The old movement, the subtlety and flare were all there in abundance at Roland Garros, as the world number one downed Juan Martin del Potro 7-6 (10-8), 7-5, 6-0.
At last, after a difficult first half of the year, Murray is starting to look like a genuine top-dog once more.
Even if he doesn’t progress much further at the French Open, there is enough evidence to suggest that on grass, Murray will be a true contender to defend his title at Wimbledon 2017.
Sure, there are aspects to his game that still require more work. For example he won’t be too pleased that his opening set first serve percentage was down to 52 per cent.
But he played the drop shot to near-perfection on the Paris clay, and moved Del Potro all over the court at will, with a deft variation that proved too masterful for the South American to handle.
Many had Delpo down as favourite for this contest, given the fact that Murray had shown little of his best game thus far in 2017.
But Andy had always said that he believed he could make an impact at Roland Garros, and so it has proved with this one, pivotal match that will give him so much confidence with Wimbledon in mind.
In the end, it all boiled down to a dramatic first-set tie-break, and the call of a line judge that shattered Delpo’s spirit.
To the naked eye, Delpo’s forehand looked to have clipped the line as he trailed 8-9 in the breaker. It was called out and the controversial decision was endorsed by the umpire.
Del Potro, who looked less than fully fit, hung his head in despair as he slumped over the net, knowing deep down that not only the set had gone, but with it his chances of winning.
Rumoured to be suffering from a groin strain, the big man simply lacked the mobility to be able to answer the unpredictable and highly skilful nature of Murray’s resurgent game.
For all that, the gentle giant from Argentina had earned two set points in the tie-break, the second squandered only after ferocious defence from Murray in a nail-biting seventeen-shot rally.
The Brit held his nerve to press home his supriority once he had seized back momentum once more.

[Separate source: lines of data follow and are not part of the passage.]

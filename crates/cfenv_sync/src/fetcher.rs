//! Consistency-checked snapshot fetch.
//!
//! In flat mode a fetch reads the metadata record first, then every
//! variable under the vars prefix, and only returns a [`Snapshot`] when the
//! checksum recomputed over what was read equals the one the metadata
//! announced.
//!
//! In snapshot mode the current pointer names one version; the version
//! payload is decrypted if needed and its entries are checked against the
//! checksum stored inside it.

use crate::checksum::checksum_entries;
use crate::config::{ClientConfig, StorageMode};
use crate::crypto::{decrypt_snapshot_payload, is_encrypted_payload};
use crate::error::{CfenvResult, IntegrityError};
use crate::keys::KeyLayout;
use crate::kv::KvStore;
use crate::snapshot::{
    CurrentPointer, EnvEntries, FlatMetadata, RemoteSnapshot, Snapshot, SnapshotVersion,
};
use crate::transport::CancelToken;
use std::sync::Arc;
use tracing::debug;

/// What has been published for a project environment.
#[derive(Debug, Clone, PartialEq, Eq)]
pub enum History {
    /// Flat mode: the metadata record, if one exists.
    Flat(Option<FlatMetadata>),
    /// Snapshot mode: version IDs, newest first.
    Versions(Vec<String>),
}

/// Something that can produce verified snapshots.
///
/// The hot updater polls through this trait.
pub trait SnapshotSource: Send + Sync {
    /// Fetches a verified snapshot, observing `cancel` at retry boundaries.
    fn fetch(&self, cancel: &CancelToken) -> CfenvResult<Snapshot>;
}

impl<T: SnapshotSource + ?Sized> SnapshotSource for Arc<T> {
    fn fetch(&self, cancel: &CancelToken) -> CfenvResult<Snapshot> {
        (**self).fetch(cancel)
    }
}

/// Fetches snapshots for one project environment.
pub struct SnapshotFetcher<S: KvStore> {
    store: S,
    layout: KeyLayout,
    project: String,
    environment: String,
    namespace_id: String,
    mode: StorageMode,
    encryption_key: Option<String>,
}

impl<S: KvStore> SnapshotFetcher<S> {
    /// Creates a fetcher reading the target named by `config`.
    pub fn new(store: S, config: &ClientConfig) -> Self {
        Self {
            store,
            layout: KeyLayout::new(&config.key_prefix, &config.project, &config.environment),
            project: config.project.clone(),
            environment: config.environment.clone(),
            namespace_id: config.namespace_id.clone(),
            mode: config.storage_mode,
            encryption_key: config.encryption_key.clone(),
        }
    }

    /// Returns the configured storage mode.
    pub fn mode(&self) -> StorageMode {
        self.mode
    }

    /// Returns the underlying store.
    pub fn store(&self) -> &S {
        &self.store
    }

    /// Returns the key layout.
    pub fn layout(&self) -> &KeyLayout {
        &self.layout
    }

    /// Fetches and verifies the current snapshot in the configured mode.
    pub fn fetch_env(&self) -> CfenvResult<Snapshot> {
        self.fetch_env_with(&CancelToken::new())
    }

    /// Like [`fetch_env`](Self::fetch_env), observing `cancel`.
    pub fn fetch_env_with(&self, cancel: &CancelToken) -> CfenvResult<Snapshot> {
        match self.mode {
            StorageMode::Flat => self.fetch_flat_env_with(cancel),
            StorageMode::Snapshot => self.fetch_snapshot_env_with(None, cancel),
        }
    }

    /// Fetches and verifies the current flat-mode snapshot.
    pub fn fetch_flat_env(&self) -> CfenvResult<Snapshot> {
        self.fetch_flat_env_with(&CancelToken::new())
    }

    /// Like [`fetch_flat_env`](Self::fetch_flat_env), observing `cancel`.
    pub fn fetch_flat_env_with(&self, cancel: &CancelToken) -> CfenvResult<Snapshot> {
        let metadata = self.read_metadata(cancel)?;
        let entries = self.read_entries(cancel)?;

        let actual = checksum_entries(&entries);
        if actual != metadata.checksum {
            return Err(IntegrityError::ChecksumMismatch {
                expected: metadata.checksum,
                actual,
            }
            .into());
        }

        debug!(
            project = %self.project,
            environment = %self.environment,
            entries = entries.len(),
            "fetched snapshot"
        );

        Ok(Snapshot {
            project: self.project.clone(),
            environment: self.environment.clone(),
            namespace_id: self.namespace_id.clone(),
            metadata,
            entries,
            version: None,
        })
    }

    /// Fetches and verifies a snapshot-mode version; `None` follows the
    /// current pointer.
    pub fn fetch_snapshot_env(&self, version: Option<&str>) -> CfenvResult<Snapshot> {
        self.fetch_snapshot_env_with(version, &CancelToken::new())
    }

    /// Like [`fetch_snapshot_env`](Self::fetch_snapshot_env), observing
    /// `cancel`.
    pub fn fetch_snapshot_env_with(
        &self,
        version: Option<&str>,
        cancel: &CancelToken,
    ) -> CfenvResult<Snapshot> {
        let version_id = match version {
            Some(id) => id.to_string(),
            None => self.read_pointer(cancel)?.version_id,
        };

        let raw = self
            .store
            .get_value(&self.layout.version_key(&version_id), cancel)?
            .ok_or_else(|| IntegrityError::VersionNotFound(version_id.clone()))?;
        let encrypted = is_encrypted_payload(&raw);
        let payload = decrypt_snapshot_payload(&raw, self.encryption_key.as_deref())?;
        let remote: RemoteSnapshot = serde_json::from_str(&payload)
            .map_err(|e| IntegrityError::InvalidSnapshot(e.to_string()))?;

        if remote.checksum.is_empty() {
            return Err(IntegrityError::MissingChecksum.into());
        }
        let actual = checksum_entries(&remote.entries);
        if actual != remote.checksum {
            return Err(IntegrityError::ChecksumMismatch {
                expected: remote.checksum,
                actual,
            }
            .into());
        }

        debug!(
            project = %self.project,
            environment = %self.environment,
            version = %version_id,
            encrypted,
            entries = remote.entries.len(),
            "fetched snapshot version"
        );

        let id = if remote.version_id.is_empty() {
            version_id
        } else {
            remote.version_id
        };
        Ok(Snapshot {
            project: self.project.clone(),
            environment: self.environment.clone(),
            namespace_id: self.namespace_id.clone(),
            metadata: FlatMetadata {
                checksum: remote.checksum,
                updated_at: remote.updated_at,
                updated_by: remote.updated_by,
                entries_count: remote.entries.len() as u64,
            },
            entries: remote.entries,
            version: Some(SnapshotVersion { id, encrypted }),
        })
    }

    /// Reads what has been published: the flat metadata record, or up to
    /// `limit` version IDs in snapshot mode.
    pub fn history(&self, limit: usize, cancel: &CancelToken) -> CfenvResult<History> {
        match self.mode {
            StorageMode::Flat => {
                let Some(raw) = self.store.get_value(&self.layout.meta_key(), cancel)? else {
                    return Ok(History::Flat(None));
                };
                let metadata = serde_json::from_str(&raw)
                    .map_err(|e| IntegrityError::InvalidMetadata(e.to_string()))?;
                Ok(History::Flat(Some(metadata)))
            }
            StorageMode::Snapshot => {
                let keys = self
                    .store
                    .list_all_keys(&self.layout.versions_prefix(), cancel)?;
                let mut ids: Vec<String> = keys
                    .iter()
                    .filter_map(|key| self.layout.version_id(key))
                    .map(str::to_string)
                    .collect();
                ids.sort_unstable_by(|a, b| b.cmp(a));
                ids.dedup();
                ids.truncate(limit);
                Ok(History::Versions(ids))
            }
        }
    }

    fn read_pointer(&self, cancel: &CancelToken) -> CfenvResult<CurrentPointer> {
        let raw = self
            .store
            .get_value(&self.layout.current_key(), cancel)?
            .ok_or(IntegrityError::PointerNotFound)?;

        let pointer: CurrentPointer = serde_json::from_str(&raw)
            .map_err(|e| IntegrityError::InvalidPointer(e.to_string()))?;
        if pointer.version_id.is_empty() {
            return Err(IntegrityError::InvalidPointer("missing versionId".into()).into());
        }
        Ok(pointer)
    }

    fn read_metadata(&self, cancel: &CancelToken) -> CfenvResult<FlatMetadata> {
        let raw = self
            .store
            .get_value(&self.layout.meta_key(), cancel)?
            .ok_or(IntegrityError::MetadataNotFound)?;

        let metadata: FlatMetadata = serde_json::from_str(&raw)
            .map_err(|e| IntegrityError::InvalidMetadata(e.to_string()))?;
        if metadata.checksum.is_empty() {
            return Err(IntegrityError::MissingChecksum.into());
        }
        Ok(metadata)
    }

    fn read_entries(&self, cancel: &CancelToken) -> CfenvResult<EnvEntries> {
        let prefix = self.layout.vars_prefix();
        let keys = self.store.list_all_keys(&prefix, cancel)?;

        let mut entries = EnvEntries::new();
        let mut vanished = 0usize;
        for key in &keys {
            let Some(name) = self.layout.var_name(key) else {
                continue;
            };
            match self.store.get_value(key, cancel)? {
                Some(value) => {
                    entries.insert(name.to_string(), value);
                }
                None => vanished += 1,
            }
        }

        debug!(listed = keys.len(), read = entries.len(), vanished, "read entries");
        Ok(entries)
    }
}

impl<S: KvStore> SnapshotSource for SnapshotFetcher<S> {
    fn fetch(&self, cancel: &CancelToken) -> CfenvResult<Snapshot> {
        self.fetch_env_with(cancel)
    }
}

He broke immediately in the second, and, although Del Potro clawed his way back to 5-5 and received terrific backing from the Parisian crowd, it was all to no avail as Murray broke once more at the vital time.
The third set was merely a formality as Murray romped home with ease, confirming his claim to be capable recapturing his former prowess, coming good at just the right time for Wimbledon.
It would be a little optimistic to suggest he is going to win the French Open. But Wimbledon fans now have all the signs they were so desperately looking for.
This is the Andy Murray we all want to see. This is the Andy Murray who can win Wimbledon 2017.
And his return to form, coupled with Roger Federer’s superb first half of 2017, mean the tournament at London’s All England Club will be more delicious than ever before as a sporting treat.